Everything from rent to food is getting more expensive. “These increased costs may help us get more people back into the labor force,” said Ron Hetrick, senior economist at Emsi Burning Glass, a labor-market analysis firm.
“They’ll be entering a job market that’s eager to have them,” Hetrick added. “With our historically low unemployment rate, our biggest hope to solve our labor crisis depends on people re-joining the labor force.”
Earlier this week, Minneapolis Federal Reserve President Neel Kashkari said he doesn’t “really buy the Great Resignation,” the moniker used for the supposed mass exodus from the workplace.
Instead, people are moving “from the toughest jobs to more attractive jobs,” Kashkari said, saying child care and long-haul truck driving are jobs that are more difficult to fill.
Nearly 57 million people left jobs — sometimes more than one job — from January 2021 to February 2022, up 25% compared to a similar period before the pandemic, but almost 89 million people were hired in the past 14 months.
“‘It is concerning if wages don’t keep up with inflation for a longer period of time, but I believe inflation is going to normalize.’”
Not everyone agrees that the U.S. workforce is disengaged, and some say the relationship between inflation and the desire to work is complicated. “I understand why many people think that folks are sitting at home on the bench,” said Ben Wigert, director of research and strategy for Gallup’s workplace management practice.
“They go to restaurants where half the seating is closed because of staffing issues,” he told MarketWatch. “They see ‘now hiring’ signs everywhere, and the media constantly publishes articles about the record quit rates.”
“Right now, pay is the No. 1 reason people decide to take a job or leave a job, and the importance of pay in taking a job has increased substantially,” Wigert said. His research shows people are taking better-paying jobs with 25% more money.

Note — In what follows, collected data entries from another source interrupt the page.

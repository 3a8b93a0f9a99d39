//! The profile form controller
//!
//! [`ProfileEditor`] owns the record under edit, routes every change through
//! the validation engine, and drives the simulated-latency transitions (logo
//! decode, save progression) as tokio tasks. The tasks are keyed to the
//! editor's lifetime: dropping the editor aborts anything still in flight,
//! so a torn-down form can never be mutated by a stale timer.

use std::sync::Arc;

use parking_lot::Mutex;
use tokio::task::JoinHandle;

use recruitkit_forms::{VALIDATED_FIELDS, ValidationState};

use crate::config::EditorConfig;
use crate::logo::{LogoError, LogoUpload, check_upload};
use crate::profile::{
	BrandingFlag, CompanyProfile, ProfileField, SocialPlatform, normalize_handle,
};
use crate::sink::{LogSink, SaveSink};
use crate::status::SaveStatus;

/// Everything the controller mutates, shared with its timer tasks.
#[derive(Debug)]
struct EditorState {
	profile: CompanyProfile,
	validation: ValidationState,
	uploading: bool,
	status: SaveStatus,
}

/// Presentation-agnostic controller for the company-profile form.
///
/// One instance per form session. All mutation goes through `&mut self`;
/// the view layer binds to the observer methods (`profile`, `save_status`,
/// `field_error`, ...) and re-reads after each event.
pub struct ProfileEditor {
	state: Arc<Mutex<EditorState>>,
	sink: Arc<dyn SaveSink>,
	config: EditorConfig,
	save_task: Option<JoinHandle<()>>,
	logo_task: Option<JoinHandle<()>>,
}

impl ProfileEditor {
	/// Open a form session over `profile` with the default log sink.
	///
	/// # Examples
	///
	/// ```
	/// use recruitkit_profile::{CompanyProfile, ProfileEditor, SaveStatus};
	///
	/// let editor = ProfileEditor::new(CompanyProfile::new("comp_123", "rec_456"));
	/// assert_eq!(editor.save_status(), SaveStatus::Idle);
	/// assert!(!editor.is_uploading());
	/// ```
	pub fn new(profile: CompanyProfile) -> Self {
		Self::with_sink(profile, Arc::new(LogSink))
	}

	/// Open a form session with an injected persistence collaborator.
	pub fn with_sink(profile: CompanyProfile, sink: Arc<dyn SaveSink>) -> Self {
		Self {
			state: Arc::new(Mutex::new(EditorState {
				profile,
				validation: ValidationState::new(),
				uploading: false,
				status: SaveStatus::Idle,
			})),
			sink,
			config: EditorConfig::default(),
			save_task: None,
			logo_task: None,
		}
	}

	/// Replace the configuration (delays, size cap, save-touch behavior).
	pub fn with_config(mut self, config: EditorConfig) -> Self {
		self.config = config;
		self
	}

	/// Apply a keystroke to a validated top-level field: store the value,
	/// recompute that field's error, and mark it touched.
	///
	/// # Examples
	///
	/// ```
	/// use recruitkit_profile::{CompanyProfile, ProfileEditor, ProfileField};
	///
	/// let mut editor = ProfileEditor::new(CompanyProfile::new("comp_123", "rec_456"));
	/// editor.update_field(ProfileField::Email, "nope");
	/// assert_eq!(
	///     editor.field_error("email").as_deref(),
	///     Some("Please enter a valid email address")
	/// );
	/// ```
	pub fn update_field(&mut self, field: ProfileField, value: impl Into<String>) {
		let value = value.into();
		let name = field.name();
		let mut state = self.state.lock();
		match field {
			ProfileField::CompanyName => state.profile.company_name = value.clone(),
			ProfileField::Email => state.profile.email = value.clone(),
			ProfileField::Website => state.profile.website = value.clone(),
			ProfileField::Description => state.profile.description = value.clone(),
		}
		state.validation.update_field_error(name, &value);
		state.validation.mark_touched(name);
	}

	/// Update one social handle, stripping a single leading `@` before
	/// storage. Sibling handles are untouched.
	///
	/// # Examples
	///
	/// ```
	/// use recruitkit_profile::{CompanyProfile, ProfileEditor, SocialPlatform};
	///
	/// let mut editor = ProfileEditor::new(CompanyProfile::new("comp_123", "rec_456"));
	/// editor.update_social(SocialPlatform::Twitter, "@sisyphusvc");
	/// assert_eq!(editor.profile().social_profiles.twitter, "sisyphusvc");
	/// ```
	pub fn update_social(&mut self, platform: SocialPlatform, value: impl Into<String>) {
		let value = value.into();
		let handle = normalize_handle(&value).to_string();
		let mut state = self.state.lock();
		match platform {
			SocialPlatform::Twitter => state.profile.social_profiles.twitter = handle.clone(),
			SocialPlatform::Facebook => state.profile.social_profiles.facebook = handle.clone(),
			SocialPlatform::LinkedIn => state.profile.social_profiles.linkedin = handle.clone(),
		}
		// Social handles have no rule of their own; this still clears any
		// stale entry and records the interaction.
		state.validation.update_field_error(platform.name(), &handle);
		state.validation.mark_touched(platform.name());
	}

	/// Flip one branding toggle, preserving its sibling.
	pub fn update_branding(&mut self, flag: BrandingFlag, checked: bool) {
		let mut state = self.state.lock();
		match flag {
			BrandingFlag::Reports => state.profile.branding.reports = checked,
			BrandingFlag::Emails => state.profile.branding.emails = checked,
		}
	}

	/// Offer a candidate logo.
	///
	/// Rejected uploads (wrong media kind, over the size cap) set the logo
	/// field's error and leave the stored logo untouched. Accepted uploads
	/// clear that error, enter the uploading state, and resolve after the
	/// configured decode delay by storing an embeddable data-URL reference.
	/// A new attach supersedes an in-flight decode.
	pub fn attach_logo(&mut self, upload: LogoUpload) -> Result<(), LogoError> {
		{
			let mut state = self.state.lock();
			// Attaching counts as interacting with the logo field either way.
			state.validation.mark_touched("logo");
			if let Err(error) = check_upload(&upload, self.config.max_logo_bytes) {
				state.validation.set_error("logo", error.to_string());
				return Err(error);
			}
			state.validation.clear_error("logo");
			state.uploading = true;
		}

		if let Some(task) = self.logo_task.take() {
			task.abort();
		}
		let shared = Arc::clone(&self.state);
		let delay = self.config.logo_decode_delay;
		self.logo_task = Some(tokio::spawn(async move {
			tokio::time::sleep(delay).await;
			let data_url = upload.to_data_url();
			let mut state = shared.lock();
			state.profile.logo = Some(data_url);
			state.uploading = false;
		}));
		Ok(())
	}

	/// Remove the stored logo. Synchronous and unconditional; an in-flight
	/// decode is not interrupted, matching the original form.
	pub fn remove_logo(&mut self) {
		self.state.lock().profile.logo = None;
	}

	/// Attempt a save. Returns `true` if a save was started.
	///
	/// A request while a save is already in flight is ignored. Otherwise the
	/// whole record is re-validated; on failure the status stays untouched
	/// and the per-field errors carry the reasons (visible per the touched
	/// rules). On success the status walks `Saving → Saved → Idle`, with the
	/// sink called between the two timed transitions; a sink failure parks
	/// the form in [`SaveStatus::Error`], from which a new save may be
	/// attempted.
	pub fn save(&mut self) -> bool {
		let record = {
			let mut state = self.state.lock();
			if state.status.is_saving() {
				tracing::debug!("Save request ignored; a save is already in flight");
				return false;
			}
			if self.config.touch_all_on_save {
				for field in VALIDATED_FIELDS {
					state.validation.mark_touched(field);
				}
			}
			let EditorState {
				profile, validation, ..
			} = &mut *state;
			if !validation.validate_all(|field| profile.field_value(field)) {
				return false;
			}
			state.status = SaveStatus::Saving;
			state.profile.clone()
		};

		// A save started from the saved-confirmation window supersedes the
		// pending reset timer.
		if let Some(task) = self.save_task.take() {
			task.abort();
		}

		let shared = Arc::clone(&self.state);
		let sink = Arc::clone(&self.sink);
		let save_delay = self.config.save_delay;
		let reset_delay = self.config.saved_reset_delay;
		self.save_task = Some(tokio::spawn(async move {
			tokio::time::sleep(save_delay).await;
			match sink.save(&record).await {
				Ok(()) => {
					shared.lock().status = SaveStatus::Saved;
				}
				Err(error) => {
					tracing::error!(error = %error, "Profile save failed");
					shared.lock().status = SaveStatus::Error;
					return;
				}
			}
			tokio::time::sleep(reset_delay).await;
			let mut state = shared.lock();
			if state.status == SaveStatus::Saved {
				state.status = SaveStatus::Idle;
			}
		}));
		true
	}

	/// Discard intent. The record itself is left alone; navigation away is
	/// the view layer's concern.
	pub fn cancel(&self) {
		tracing::info!("Cancelled changes");
	}

	/// A snapshot of the record under edit.
	pub fn profile(&self) -> CompanyProfile {
		self.state.lock().profile.clone()
	}

	pub fn save_status(&self) -> SaveStatus {
		self.state.lock().status
	}

	pub fn is_uploading(&self) -> bool {
		self.state.lock().uploading
	}

	/// The error to display for a field, gated on touched state.
	pub fn field_error(&self, field: &str) -> Option<String> {
		self.state
			.lock()
			.validation
			.field_error(field)
			.map(str::to_string)
	}

	/// Whether the valid-indicator should show for a field.
	pub fn is_field_valid(&self, field: ProfileField) -> bool {
		let state = self.state.lock();
		let value = state.profile.field_value(field.name());
		state.validation.is_field_valid(field.name(), value)
	}
}

impl Drop for ProfileEditor {
	fn drop(&mut self) {
		// Timer tasks hold a clone of the shared state; abort them so a
		// torn-down form cannot be mutated after the fact.
		if let Some(task) = self.save_task.take() {
			task.abort();
		}
		if let Some(task) = self.logo_task.take() {
			task.abort();
		}
	}
}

Rising rates may cause people to find better paid work, he added. “For people struggling to make ends meet, it is certainly possible that inflation could push unemployed individuals into the labor market, or cause employed individuals to take another job.”
Elise Gould, senior economist at the Economic Policy Institute, a progressive think tank, sees the return to work as a natural result of the world returning to a more normal business schedule after the worst days of the pandemic.

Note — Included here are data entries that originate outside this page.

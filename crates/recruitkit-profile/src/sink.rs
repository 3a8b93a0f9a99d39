//! The persistence seam

use async_trait::async_trait;

use crate::profile::CompanyProfile;

/// Where a validated record goes when a save succeeds. The editor calls
/// this after the simulated latency and before entering
/// [`SaveStatus::Saved`](crate::SaveStatus::Saved); an `Err` transitions the
/// form to the error state instead.
///
/// Inject a real API client here; [`LogSink`] is the default stand-in.
#[async_trait]
pub trait SaveSink: Send + Sync {
	async fn save(&self, profile: &CompanyProfile) -> anyhow::Result<()>;
}

/// Default sink: logs the record and succeeds.
#[derive(Debug, Default, Clone, Copy)]
pub struct LogSink;

#[async_trait]
impl SaveSink for LogSink {
	async fn save(&self, profile: &CompanyProfile) -> anyhow::Result<()> {
		tracing::info!(
			profile_id = %profile.id,
			company_name = %profile.company_name,
			"Saving profile"
		);
		Ok(())
	}
}
//! Company profile editing controller
//!
//! The headless core of the company-profile form:
//! - The [`CompanyProfile`] record and its typed field keys
//! - [`ProfileEditor`], which routes field updates through the validation
//!   engine (`recruitkit-forms`), handles logo intake, and drives the save
//!   state machine over simulated latencies
//! - The [`SaveSink`] seam where a real persistence client plugs in
//!
//! Everything here is presentation-agnostic: bind a view layer to the
//! editor's update operations and observers.

pub mod config;
pub mod editor;
pub mod logo;
pub mod profile;
pub mod sink;
pub mod status;

pub use config::EditorConfig;
pub use editor::ProfileEditor;
pub use logo::{LogoError, LogoUpload, MAX_LOGO_BYTES};
pub use profile::{
	Branding, BrandingFlag, CompanyProfile, ProfileField, SocialPlatform, SocialProfiles,
};
pub use sink::{LogSink, SaveSink};
pub use status::SaveStatus;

“More people are coming back and there are more opportunities for them,” she told MarketWatch. “The labor supply will likely increase over the next year, and that will continue. We’re seeing increases in participation and that will continue.”

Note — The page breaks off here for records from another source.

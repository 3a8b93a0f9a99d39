//! Form validation for the company profile editor
//!
//! This crate is the headless validation engine behind the profile form:
//! - Per-field rules mapping a field name and candidate value to an optional
//!   user-facing error message
//! - Session bookkeeping for error and touched state, with the display
//!   contract (errors surface only after interaction) the view layer
//!   consumes
//!
//! The controller side (record mutation, logo intake, save state machine)
//! lives in `recruitkit-profile`.

pub mod field;
pub mod state;
pub mod validators;

pub use field::{FieldError, VALIDATED_FIELDS, validate_field};
pub use state::ValidationState;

“‘Typically, economists would say that inflation does not have a strong effect on long-term unemployment because wages adjust with inflation in the long run.’”
“It is concerning if wages don’t keep up with inflation for a longer period of time, but I believe inflation is going to normalize,” she added. “The month-to-month volatility is not going to continue rising.”
What’s more, Gould said, a stronger labor market will help lift up those who were struggling to find work. “If you’re going from not having a job to having a job, you’re in a far better position even if average wages are not keeping up with inflation.”
Wigert agreed. “Typically, economists would say that inflation does not have a strong effect on long-term unemployment because wages adjust with inflation in the long run,” he said. “In this case, wages actually began increasing before cost of consumer costs — so from my perspective, in many ways the employment market is already adjusting to higher costs, if not contributing to inflation.”
“If increased costs cause companies to slow hiring rates and reduce job openings, that would tighten the labor market and potentially curb quit rates and wage increases,” Wigert added. “Right now, we live in a job seekers’ market.”